Sequentially and get my performance from having each step use as many cores as the system has available. So during the AI step I would assign a main AI thread that would make high level decisions and then spin off low level tasks in a hierarchy to separate threads/cores.

I was given to understand that this method scales better than separate threads for subsystems. For instance a particle engine has a ton of tasks its can run separately and you can pretty much split them up arbitrarily. So you look at the number of cores available and split the tasks more or less evenly among them and if you have more cores to use you just split the tasks so each core does less.

Is that the best way to use multi-threading? Do I have something wrong? I understand that advice can really only be general since you don't have detailed information on my project.

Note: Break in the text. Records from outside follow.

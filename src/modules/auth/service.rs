use serde_json::{Map, Value};
use sqlx::PgPool;
use tracing::instrument;
use uuid::Uuid;

use sickfits_core::{AppError, verify_password};
use sickfits_models::{User, UserItem};

use crate::config::SystemConfig;

const AUTHENTICATION_FAILED: &str = "Authentication failed.";

pub struct AuthService;

impl AuthService {
    /// Looks the principal up by its identity field and checks its secret.
    /// Unknown identities and wrong secrets fail the same way.
    #[instrument(skip(db, config, secret))]
    pub async fn authenticate(
        db: &PgPool,
        config: &SystemConfig,
        identity: &str,
        secret: &str,
    ) -> Result<UserItem, AppError> {
        let table = principal_table(config)?;
        let auth = &config.auth;

        let query = format!(
            "SELECT id, name, email, {secret_field} AS password, created_at FROM {table} WHERE {identity_field} = $1",
            secret_field = auth.secret_field,
            identity_field = auth.identity_field,
        );

        let user = sqlx::query_as::<_, User>(&query)
            .bind(identity)
            .fetch_optional(db)
            .await?
            .ok_or_else(|| AppError::unauthorized(AUTHENTICATION_FAILED))?;

        if !verify_password(secret, &user.password)? {
            return Err(AppError::unauthorized(AUTHENTICATION_FAILED));
        }

        Ok(UserItem::from(user))
    }

    #[instrument(skip(db, config))]
    pub async fn find_item(
        db: &PgPool,
        config: &SystemConfig,
        item_id: &str,
    ) -> Result<Option<UserItem>, AppError> {
        let Ok(id) = Uuid::parse_str(item_id) else {
            return Ok(None);
        };

        let table = principal_table(config)?;
        let query = format!("SELECT id, name, email FROM {table} WHERE id = $1");

        let item = sqlx::query_as::<_, UserItem>(&query)
            .bind(id)
            .fetch_optional(db)
            .await?;

        Ok(item)
    }

    /// Loads the session's selected fields of the principal item as a JSON
    /// object. `None` when the item is gone or the ID is not one of ours.
    #[instrument(skip(db, config))]
    pub async fn load_item_data(
        db: &PgPool,
        config: &SystemConfig,
        item_id: &str,
    ) -> Result<Option<Map<String, Value>>, AppError> {
        let Ok(id) = Uuid::parse_str(item_id) else {
            return Ok(None);
        };

        let table = principal_table(config)?;
        let fields = config.auth.session_data.fields.join(", ");
        let query = format!(
            "SELECT row_to_json(item) FROM (SELECT {fields} FROM {table} WHERE id = $1) item"
        );

        let data: Option<Value> = sqlx::query_scalar(&query)
            .bind(id)
            .fetch_optional(db)
            .await?;

        Ok(data.and_then(|v| match v {
            Value::Object(map) => Some(map),
            _ => None,
        }))
    }
}

/// Table behind the principal list. Column and table names interpolated into
/// queries come only from the validated binding and schema.
fn principal_table(config: &SystemConfig) -> Result<&'static str, AppError> {
    config
        .app
        .lists
        .get(config.auth.list_key)
        .map(|list| list.table)
        .ok_or_else(|| {
            AppError::internal_error(format!(
                "Auth list '{}' is not in the schema",
                config.auth.list_key
            ))
        })
}
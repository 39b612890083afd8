//! Startup sequence.
//!
//! Connecting to the database and the optional seed insertion are the only
//! suspension points of startup. Both sit behind traits so the sequence can
//! be driven with other collaborators:
//!
//! 1. [`Connector::connect`] establishes the connection.
//! 2. If, and only if, `--seed-data` was given, [`SeedRoutine::insert_seed_data`]
//!    runs once and is awaited before startup continues.
//!
//! Any failure in either step is returned unchanged. Nothing is retried.

use std::future::Future;

use sickfits_config::{DatabaseConfig, StartupFlags};
use sickfits_db::{PgPool, init_db_pool, run_migrations};
use tracing::{info, instrument};

pub trait Connector {
    type Connection;

    fn connect(
        &self,
        config: &DatabaseConfig,
    ) -> impl Future<Output = anyhow::Result<Self::Connection>>;
}

pub trait SeedRoutine<C> {
    fn insert_seed_data(&self, connection: &C) -> impl Future<Output = anyhow::Result<()>>;
}

/// Connects, then runs the seed routine when the flag asks for it.
#[instrument(skip_all, fields(seed_data = flags.seed_data))]
pub async fn connect_and_seed<K, S>(
    config: &DatabaseConfig,
    flags: StartupFlags,
    connector: &K,
    seeder: &S,
) -> anyhow::Result<K::Connection>
where
    K: Connector,
    S: SeedRoutine<K::Connection>,
{
    let connection = connector.connect(config).await?;
    info!("Connected to the database");

    if flags.seed_data {
        seeder.insert_seed_data(&connection).await?;
    }

    Ok(connection)
}

/// Opens the PostgreSQL pool and applies migrations.
pub struct PgConnector;

impl Connector for PgConnector {
    type Connection = PgPool;

    async fn connect(&self, config: &DatabaseConfig) -> anyhow::Result<PgPool> {
        let pool = init_db_pool(config).await?;
        run_migrations(&pool).await?;
        Ok(pool)
    }
}

/// Inserts the demo product catalogue.
pub struct CatalogueSeeder;

impl SeedRoutine<PgPool> for CatalogueSeeder {
    async fn insert_seed_data(&self, connection: &PgPool) -> anyhow::Result<()> {
        sickfits_cli::seeder::insert_seed_data(connection).await?;
        Ok(())
    }
}
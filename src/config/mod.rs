//! Startup configuration assembly.
//!
//! Environment-derived settings come from [`sickfits_config`]; this module
//! combines them with the schema set, the UI access predicate and the
//! command-line flags into one [`AppConfig`], then wraps it with the auth
//! binding to produce the [`SystemConfig`] the server runs on.
//!
//! # Example
//!
//! ```ignore
//! use sickfits::config::build_system_config;
//! use sickfits_config::{Settings, StartupFlags};
//!
//! let config = build_system_config(
//!     Settings::from_env(),
//!     StartupFlags::from_args(std::env::args()),
//! )?;
//! ```

pub mod app;

pub use app::{AppConfig, SystemConfig, UiConfig, build_system_config, with_auth};
pub use sickfits_config::{
    CorsConfig, DatabaseConfig, ServerConfig, SessionConfig, Settings, StartupFlags,
};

##### Share on other sites
Hodgman    51324
Yeah that's the way that I utilize multiple cores, and it's the same method that the last few console games that I've worked on have used too.

To really simplify how the "job" type model works, a simple API might look something like this:
struct Job { void(*function)(void*); void* argument; };
JobHandle PushJob( Job* );//queue up a job for execution
void WaitForJob( JobHandle );//pause calling thread until a specific job has been completed
bool RunJob();//pick a job from the queue and run it, or just return false if the queue is empty

The main thread adds jobs to the queue using PushJob. If the main thread want to access data that's generated by a job, then it must call WaitForJob (with the handle it got from PushJob) to ensure that the Job has first been executed before using those results.
Your worker threads simply call RunJob over and over again, trying to perform the work that's being queued up by the main thread.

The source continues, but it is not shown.